• _What the task asks_:
The full listing, from first line to last, should be set down again exactly.

......

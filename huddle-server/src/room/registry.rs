use crate::room::Outbox;
use huddle_core::{PeerId, RoomId, RosterEntry, SignalMessage};
use std::collections::HashMap;
use std::sync::{Mutex, MutexGuard, PoisonError};
use tracing::{debug, error, info};

pub(super) struct Peer {
    pub(super) outbox: Outbox,
    pub(super) room: Option<RoomId>,
    pub(super) mic_on: bool,
}

/// Both maps live behind one lock: every id listed in `rooms` has an entry
/// in `peers` whenever the lock is released.
#[derive(Default)]
pub(super) struct RegistryInner {
    pub(super) peers: HashMap<PeerId, Peer>,
    pub(super) rooms: HashMap<RoomId, Vec<PeerId>>,
}

/// Read-only copy of one connection's state.
#[derive(Debug, Clone, PartialEq, Eq)]
pub struct PeerView {
    pub id: PeerId,
    pub room: Option<RoomId>,
    pub mic_on: bool,
}

/// Result of a successful [`Registry::join`].
#[derive(Debug, Clone, PartialEq, Eq)]
pub struct Joined {
    /// The room the connection was moved out of, if it was in a different one.
    pub previous: Option<RoomId>,
}

/// Connection registry and room membership table of the whole process.
#[derive(Default)]
pub struct Registry {
    inner: Mutex<RegistryInner>,
}

impl RegistryInner {
    /// Takes `id` out of its room, dropping the room once it is empty.
    fn detach(&mut self, id: &PeerId) -> Option<RoomId> {
        let room = self.peers.get_mut(id)?.room.take()?;

        if let Some(members) = self.rooms.get_mut(&room) {
            members.retain(|member| member != id);
            if members.is_empty() {
                self.rooms.remove(&room);
            }
        }

        Some(room)
    }

    /// Members of `room` that are still registered, in join order.
    pub(super) fn roster(&self, room: &RoomId) -> Vec<RosterEntry> {
        let Some(members) = self.rooms.get(room) else {
            return Vec::new();
        };

        members
            .iter()
            .filter_map(|id| {
                self.peers.get(id).map(|peer| RosterEntry {
                    id: id.clone(),
                    mic_on: peer.mic_on,
                })
            })
            .collect()
    }
}

impl Registry {
    pub fn new() -> Self {
        Self::default()
    }

    pub(super) fn lock(&self) -> MutexGuard<'_, RegistryInner> {
        // Every critical section leaves both maps consistent before it can panic.
        self.inner.lock().unwrap_or_else(PoisonError::into_inner)
    }

    pub fn register(&self, id: PeerId, outbox: Outbox) -> PeerView {
        self.lock().peers.insert(
            id.clone(),
            Peer {
                outbox,
                room: None,
                mic_on: true,
            },
        );

        PeerView {
            id,
            room: None,
            mic_on: true,
        }
    }

    pub fn lookup(&self, id: &PeerId) -> Option<PeerView> {
        let inner = self.lock();
        inner.peers.get(id).map(|peer| PeerView {
            id: id.clone(),
            room: peer.room.clone(),
            mic_on: peer.mic_on,
        })
    }

    /// Puts `id` into `room`. Joining the current room again changes nothing;
    /// joining another room leaves the old one first.
    pub fn join(&self, id: &PeerId, room: RoomId) -> Option<Joined> {
        let mut inner = self.lock();

        let current = inner.peers.get(id)?.room.clone();
        if current.as_ref() == Some(&room) {
            return Some(Joined { previous: None });
        }

        let previous = inner.detach(id);
        if let Some(peer) = inner.peers.get_mut(id) {
            peer.room = Some(room.clone());
        }

        let members = inner.rooms.entry(room.clone()).or_default();
        if !members.contains(id) {
            members.push(id.clone());
        }

        info!("User {} joined room {}", id, room);
        Some(Joined { previous })
    }

    /// Returns the room that was left.
    pub fn leave(&self, id: &PeerId) -> Option<RoomId> {
        let room = self.lock().detach(id)?;
        info!("User {} left room {}", id, room);
        Some(room)
    }

    /// Returns the room whose roster changed.
    pub fn set_mic(&self, id: &PeerId, on: bool) -> Option<RoomId> {
        let mut inner = self.lock();
        let peer = inner.peers.get_mut(id)?;
        peer.mic_on = on;
        peer.room.clone()
    }

    /// Drops the connection and its membership in one step. A second call
    /// for the same id returns `None`.
    pub fn remove(&self, id: &PeerId) -> Option<PeerView> {
        let mut inner = self.lock();
        let room = inner.detach(id);
        let peer = inner.peers.remove(id)?;

        Some(PeerView {
            id: id.clone(),
            room,
            mic_on: peer.mic_on,
        })
    }

    pub fn roster(&self, room: &RoomId) -> Vec<RosterEntry> {
        self.lock().roster(room)
    }

    /// Raw member list of `room`, live or not.
    pub fn members(&self, room: &RoomId) -> Vec<PeerId> {
        self.lock().rooms.get(room).cloned().unwrap_or_default()
    }

    pub fn peer_count(&self) -> usize {
        self.lock().peers.len()
    }

    pub fn room_count(&self) -> usize {
        self.lock().rooms.len()
    }

    /// Enqueue `msg` for `to`. A target that is not registered is a silent miss.
    pub fn send(&self, to: &PeerId, msg: &SignalMessage) -> bool {
        let frame = match msg.encode() {
            Ok(frame) => frame,
            Err(e) => {
                error!("Failed to serialize {} message: {}", msg.kind(), e);
                return false;
            }
        };

        let inner = self.lock();
        match inner.peers.get(to) {
            Some(peer) => peer.outbox.push(to, frame),
            None => {
                debug!("Dropping {} for unknown peer {}", msg.kind(), to);
                false
            }
        }
    }
}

......

• _Result for this task_:
filename huddle-server/src/room/registry.rs
use crate::room::Outbox;
use huddle_core::{PeerId, RoomId, RosterEntry, SignalMessage};
use std::collections::HashMap;
use std::sync::{Mutex, MutexGuard, PoisonError};
use tracing::{debug, error, info};

pub(super) struct Peer {
    pub(super) outbox: Outbox,
    pub(super) room: Option<RoomId>,
    pub(super) mic_on: bool,
}

/// Both maps live behind one lock: every id listed in `rooms` has an entry
/// in `peers` whenever the lock is released.
#[derive(Default)]
pub(super) struct RegistryInner {
    pub(super) peers: HashMap<PeerId, Peer>,
    pub(super) rooms: HashMap<RoomId, Vec<PeerId>>,
}

/// Read-only copy of one connection's state.
#[derive(Debug, Clone, PartialEq, Eq)]
pub struct PeerView {
    pub id: PeerId,
    pub room: Option<RoomId>,
    pub mic_on: bool,
}

/// Result of a successful [`Registry::join`].
#[derive(Debug, Clone, PartialEq, Eq)]
pub struct Joined {
    /// The room the connection was moved out of, if it was in a different one.
    pub previous: Option<RoomId>,
}

/// Connection registry and room membership table of the whole process.
#[derive(Default)]
pub struct Registry {
    inner: Mutex<RegistryInner>,
}

impl RegistryInner {
    /// Takes `id` out of its room, dropping the room once it is empty.
    fn detach(&mut self, id: &PeerId) -> Option<RoomId> {
        let room = self.peers.get_mut(id)?.room.take()?;

        if let Some(members) = self.rooms.get_mut(&room) {
            members.retain(|member| member != id);
            if members.is_empty() {
                self.rooms.remove(&room);
            }
        }

        Some(room)
    }

    /// Members of `room` that are still registered, in join order.
    pub(super) fn roster(&self, room: &RoomId) -> Vec<RosterEntry> {
        let Some(members) = self.rooms.get(room) else {
            return Vec::new();
        };

        members
            .iter()
            .filter_map(|id| {
                self.peers.get(id).map(|peer| RosterEntry {
                    id: id.clone(),
                    mic_on: peer.mic_on,
                })
            })
            .collect()
    }
}

impl Registry {
    pub fn new() -> Self {
        Self::default()
    }

    pub(super) fn lock(&self) -> MutexGuard<'_, RegistryInner> {
        // Every critical section leaves both maps consistent before it can panic.
        self.inner.lock().unwrap_or_else(PoisonError::into_inner)
    }

    pub fn register(&self, id: PeerId, outbox: Outbox) -> PeerView {
        self.lock().peers.insert(
            id.clone(),
            Peer {
                outbox,
                room: None,
                mic_on: true,
            },
        );

        PeerView {
            id,
            room: None,
            mic_on: true,
        }
    }

    pub fn lookup(&self, id: &PeerId) -> Option<PeerView> {
        let inner = self.lock();
        inner.peers.get(id).map(|peer| PeerView {
            id: id.clone(),
            room: peer.room.clone(),
            mic_on: peer.mic_on,
        })
    }

    /// Puts `id` into `room`. Joining the current room again changes nothing;
    /// joining another room leaves the old one first.
    pub fn join(&self, id: &PeerId, room: RoomId) -> Option<Joined> {
        let mut inner = self.lock();

        let current = inner.peers.get(id)?.room.clone();
        if current.as_ref() == Some(&room) {
            return Some(Joined { previous: None });
        }

        let previous = inner.detach(id);
        if let Some(peer) = inner.peers.get_mut(id) {
            peer.room = Some(room.clone());
        }

        let members = inner.rooms.entry(room.clone()).or_default();
        if !members.contains(id) {
            members.push(id.clone());
        }

        info!("User {} joined room {}", id, room);
        Some(Joined { previous })
    }

    /// Returns the room that was left.
    pub fn leave(&self, id: &PeerId) -> Option<RoomId> {
        let room = self.lock().detach(id)?;
        info!("User {} left room {}", id, room);
        Some(room)
    }

    /// Returns the room whose roster changed.
    pub fn set_mic(&self, id: &PeerId, on: bool) -> Option<RoomId> {
        let mut inner = self.lock();
        let peer = inner.peers.get_mut(id)?;
        peer.mic_on = on;
        peer.room.clone()
    }

    /// Drops the connection and its membership in one step. A second call
    /// for the same id returns `None`.
    pub fn remove(&self, id: &PeerId) -> Option<PeerView> {
        let mut inner = self.lock();
        let room = inner.detach(id);
        let peer = inner.peers.remove(id)?;

        Some(PeerView {
            id: id.clone(),
            room,
            mic_on: peer.mic_on,
        })
    }

    pub fn roster(&self, room: &RoomId) -> Vec<RosterEntry> {
        self.lock().roster(room)
    }

    /// Raw member list of `room`, live or not.
    pub fn members(&self, room: &RoomId) -> Vec<PeerId> {
        self.lock().rooms.get(room).cloned().unwrap_or_default()
    }

    pub fn peer_count(&self) -> usize {
        self.lock().peers.len()
    }

    pub fn room_count(&self) -> usize {
        self.lock().rooms.len()
    }

    /// Enqueue `msg` for `to`. A target that is not registered is a silent miss.
    pub fn send(&self, to: &PeerId, msg: &SignalMessage) -> bool {
        let frame = match msg.encode() {
            Ok(frame) => frame,
            Err(e) => {
                error!("Failed to serialize {} message: {}", msg.kind(), e);
                return false;
            }
        };

        let inner = self.lock();
        match inner.peers.get(to) {
            Some(peer) => peer.outbox.push(to, frame),
            None => {
                debug!("Dropping {} for unknown peer {}", msg.kind(), to);
                false
            }
        }
    }
}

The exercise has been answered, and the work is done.